INFORMATION & KOMMUNIKATION | GENIOS WirtschaftsWissen Nr. 10 vom 23.10.2018


Ernüchternder Blick auf den Status quo

Im vergangenen Monat hat die Bundesregierung "die Leitlinien für die Energieforschungsförderung der kommenden Jahre" veröffentlicht. Der Titel der 100-seitigen Schrift lautet: "Siebtes Energieforschungsprogramm der Bundesregierung - Innovationen für die Energiewende". Eine zentrale Rolle darin spielt die Digitalisierung der Energiewirtschaft, von der sich die Koalitionsparteien "eine Schlüsselrolle bei der Lösung bestehender und zukünftiger Herausforderungen der Dezentralisierung, Flexibilisierung und effizienten Nutzung von Energie und Ressourcen" erhoffen. Da das Thema Digitalisierung für die Bundesregierung so eine große Rolle zu spielen scheint, lohnt sich ein Blick auf den Status quo. Er ist, um es gleich vorwegzunehmen, ernüchternd. (1)

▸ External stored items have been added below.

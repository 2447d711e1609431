// SPDX-FileCopyrightText: 2026 Murmur Contributors
// SPDX-License-Identifier: MIT OR Apache-2.0

//! Proximity discovery: the nearby query with mood and already-seen
//! filtering, and aggregate location insights.

use chrono::{Timelike, Utc};
use murmur_config::model::DiscoveryConfig;
use murmur_core::{Emotion, GeoPoint, Message, ModerationStatus, MoodVector, MurmurError};
use murmur_storage::Database;
use murmur_storage::queries::messages::{self, NearbyFilter};
use tracing::debug;

/// Mood-based post-filter for discovery queries. Bounds are inclusive.
#[derive(Debug, Clone, Default)]
pub struct MoodFilter {
    pub min_sentiment: Option<f64>,
    pub max_sentiment: Option<f64>,
    /// Accept only messages whose dominant emotion is in this set.
    pub dominant_emotions: Option<Vec<Emotion>>,
}

impl MoodFilter {
    fn accepts(&self, mood: &MoodVector) -> bool {
        if let Some(min) = self.min_sentiment {
            if mood.sentiment < min {
                return false;
            }
        }
        if let Some(max) = self.max_sentiment {
            if mood.sentiment > max {
                return false;
            }
        }
        if let Some(emotions) = &self.dominant_emotions {
            if !emotions.contains(&mood.dominant_emotion()) {
                return false;
            }
        }
        true
    }
}

/// Options for [`DiscoveryService::find_nearby_messages`].
#[derive(Debug, Clone, Default)]
pub struct DiscoveryOptions {
    /// Result cap; defaults from config, clamped to the hard max.
    pub limit: Option<usize>,
    pub include_expired: bool,
    /// Drop messages this user has already discovered.
    pub exclude_discovered_by: Option<String>,
    pub mood_filter: Option<MoodFilter>,
    /// Privileged callers may query non-approved messages (review
    /// tooling). Everyone else gets `Approved`.
    pub status_override: Option<ModerationStatus>,
}

/// Aggregate view of the messages around a location.
#[derive(Debug, Clone, PartialEq)]
pub struct LocationInsights {
    pub message_count: usize,
    pub average_sentiment: f64,
    /// Dominant emotion of the mean mood vector; `None` with no messages.
    pub dominant_emotion: Option<Emotion>,
    /// Top UTC creation-hour buckets as (hour, count), most frequent
    /// first, at most three.
    pub top_hours: Vec<(u32, usize)>,
}

impl LocationInsights {
    /// The well-defined zero state returned when nothing is nearby.
    fn empty() -> Self {
        Self {
            message_count: 0,
            average_sentiment: 0.0,
            dominant_emotion: None,
            top_hours: Vec::new(),
        }
    }
}

/// Read-side orchestration over the message store.
pub struct DiscoveryService {
    db: Database,
    config: DiscoveryConfig,
}

impl DiscoveryService {
    pub fn new(db: Database, config: DiscoveryConfig) -> Self {
        Self { db, config }
    }

    /// Find approved, unexpired messages near a point.
    ///
    /// Validates the location with the same rules as creation, queries the
    /// store, then applies the already-seen and mood post-filters and the
    /// result cap. Results are newest first and redacted.
    pub async fn find_nearby_messages(
        &self,
        latitude: f64,
        longitude: f64,
        radius_meters: f64,
        options: DiscoveryOptions,
    ) -> Result<Vec<Message>, MurmurError> {
        let center = GeoPoint::new(latitude, longitude)?;
        let status = options.status_override.unwrap_or(ModerationStatus::Approved);
        let limit = options
            .limit
            .unwrap_or(self.config.default_limit)
            .min(self.config.max_limit);

        let found = messages::find_nearby(
            &self.db,
            center,
            radius_meters,
            NearbyFilter {
                status,
                include_expired: options.include_expired,
            },
            Utc::now(),
        )
        .await?;
        let candidates = found.len();

        let results: Vec<Message> = found
            .into_iter()
            .filter(|m| match &options.exclude_discovered_by {
                Some(user) => !m.discovered_by.iter().any(|u| u == user),
                None => true,
            })
            .filter(|m| match &options.mood_filter {
                Some(filter) => filter.accepts(&m.mood),
                None => true,
            })
            .take(limit)
            .map(Message::redacted)
            .collect();

        debug!(
            candidates,
            returned = results.len(),
            radius_meters,
            "nearby discovery"
        );
        Ok(results)
    }

    /// Aggregate sentiment, dominant emotion, and activity hours for the
    /// approved messages around a point. Returns the zero state when
    /// nothing is found, never an error.
    pub async fn location_insights(
        &self,
        latitude: f64,
        longitude: f64,
        radius_meters: f64,
    ) -> Result<LocationInsights, MurmurError> {
        let center = GeoPoint::new(latitude, longitude)?;
        let found = messages::find_nearby(
            &self.db,
            center,
            radius_meters,
            NearbyFilter::default(),
            Utc::now(),
        )
        .await?;

        if found.is_empty() {
            return Ok(LocationInsights::empty());
        }

        let count = found.len();
        let n = count as f64;
        let average_sentiment = found.iter().map(|m| m.mood.sentiment).sum::<f64>() / n;

        // Mean mood vector across the set; its argmax is the area's
        // dominant emotion, with the usual tie-break order.
        let mut mean = MoodVector {
            joy: 0.0,
            trust: 0.0,
            fear: 0.0,
            surprise: 0.0,
            sadness: 0.0,
            disgust: 0.0,
            anger: 0.0,
            anticipation: 0.0,
            sentiment: average_sentiment,
            intensity: found.iter().map(|m| m.mood.intensity).sum::<f64>() / n,
        };
        for m in &found {
            mean.joy += m.mood.joy / n;
            mean.trust += m.mood.trust / n;
            mean.fear += m.mood.fear / n;
            mean.surprise += m.mood.surprise / n;
            mean.sadness += m.mood.sadness / n;
            mean.disgust += m.mood.disgust / n;
            mean.anger += m.mood.anger / n;
            mean.anticipation += m.mood.anticipation / n;
        }

        let mut hour_counts = [0usize; 24];
        for m in &found {
            hour_counts[m.created_at.hour() as usize] += 1;
        }
        let mut hours: Vec<(u32, usize)> = hour_counts
            .iter()
            .enumerate()
            .filter(|(_, c)| **c > 0)
            .map(|(h, c)| (h as u32, *c))
            .collect();
        // Most frequent first; earlier hour wins ties for determinism.
        hours.sort_by(|a, b| b.1.cmp(&a.1).then(a.0.cmp(&b.0)));
        hours.truncate(3);

        Ok(LocationInsights {
            message_count: count,
            average_sentiment,
            dominant_emotion: Some(mean.dominant_emotion()),
            top_hours: hours,
        })
    }
}

#[cfg(test)]
mod tests {
    use super::*;

    fn mood(sentiment: f64) -> MoodVector {
        MoodVector {
            sentiment,
            ..MoodVector::neutral()
        }
    }

    #[test]
    fn sentiment_bounds_are_inclusive() {
        let filter = MoodFilter {
            min_sentiment: Some(-0.2),
            max_sentiment: Some(0.5),
            dominant_emotions: None,
        };
        assert!(filter.accepts(&mood(-0.2)));
        assert!(filter.accepts(&mood(0.5)));
        assert!(filter.accepts(&mood(0.0)));
        assert!(!filter.accepts(&mood(-0.21)));
        assert!(!filter.accepts(&mood(0.51)));
    }

    #[test]
    fn dominant_emotion_set_filters() {
        let mut sad = MoodVector::neutral();
        sad.sadness = 0.9;
        let filter = MoodFilter {
            min_sentiment: None,
            max_sentiment: None,
            dominant_emotions: Some(vec![Emotion::Sadness, Emotion::Fear]),
        };
        assert!(filter.accepts(&sad));
        assert!(!filter.accepts(&MoodVector::neutral()), "neutral is joy-dominant");
    }

    #[test]
    fn empty_filter_accepts_everything() {
        let filter = MoodFilter::default();
        assert!(filter.accepts(&mood(-1.0)));
        assert!(filter.accepts(&mood(1.0)));
    }
}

Digitalisierung der Energiewirtschaft noch nicht weit fortgeschritten

Fakt ist, dass die Digitalisierung der Stromwirtschaft im Vergleich mit anderen Industrien noch nicht weit fortgeschritten ist. Dies liegt in diesem Fall aber wohl kaum an der traditionellen Schwerfälligkeit dieser alteingesessenen Branche, sondern an der Komplexität der Herausforderung, die allen Beteiligten wahre Herkuleskräfte abverlangt. Verantwortlich dafür ist die seit dem Reaktorunglück von Fukushima proklamierte Energiewende der Bundesregierung. Sie hat bis zur Mitte dieses Jahrhunderts eine fast komplette Dekarbonisierung der Energiewirtschaft zum Ziel. Diese ist aber nur möglich, indem der Anteil der erneuerbaren Energien an der gesamten Stromerzeugung kontinuierlich zunimmt. Die Folge davon ist, dass immer mehr Wind- und Solaranlagen errichtet werden, die ihre Energie dezentral und abhängig von den Wetterverhältnissen, also unregelmäßig, in das Netz einspeisen. Um diese inkohärente Energiezufuhr zu regulieren, ist ein erhöhter Steuerungsbedarf unerlässlich. Für diese Aufgabe ist eine Digitalisierung der Stromnetze geradezu prädestiniert, wie die Agentur für Erneuerbare Energien (AEE) anlässlich einer im Sommer dieses Jahres veröffentlichten Studie festgestellt hat. (2), (5)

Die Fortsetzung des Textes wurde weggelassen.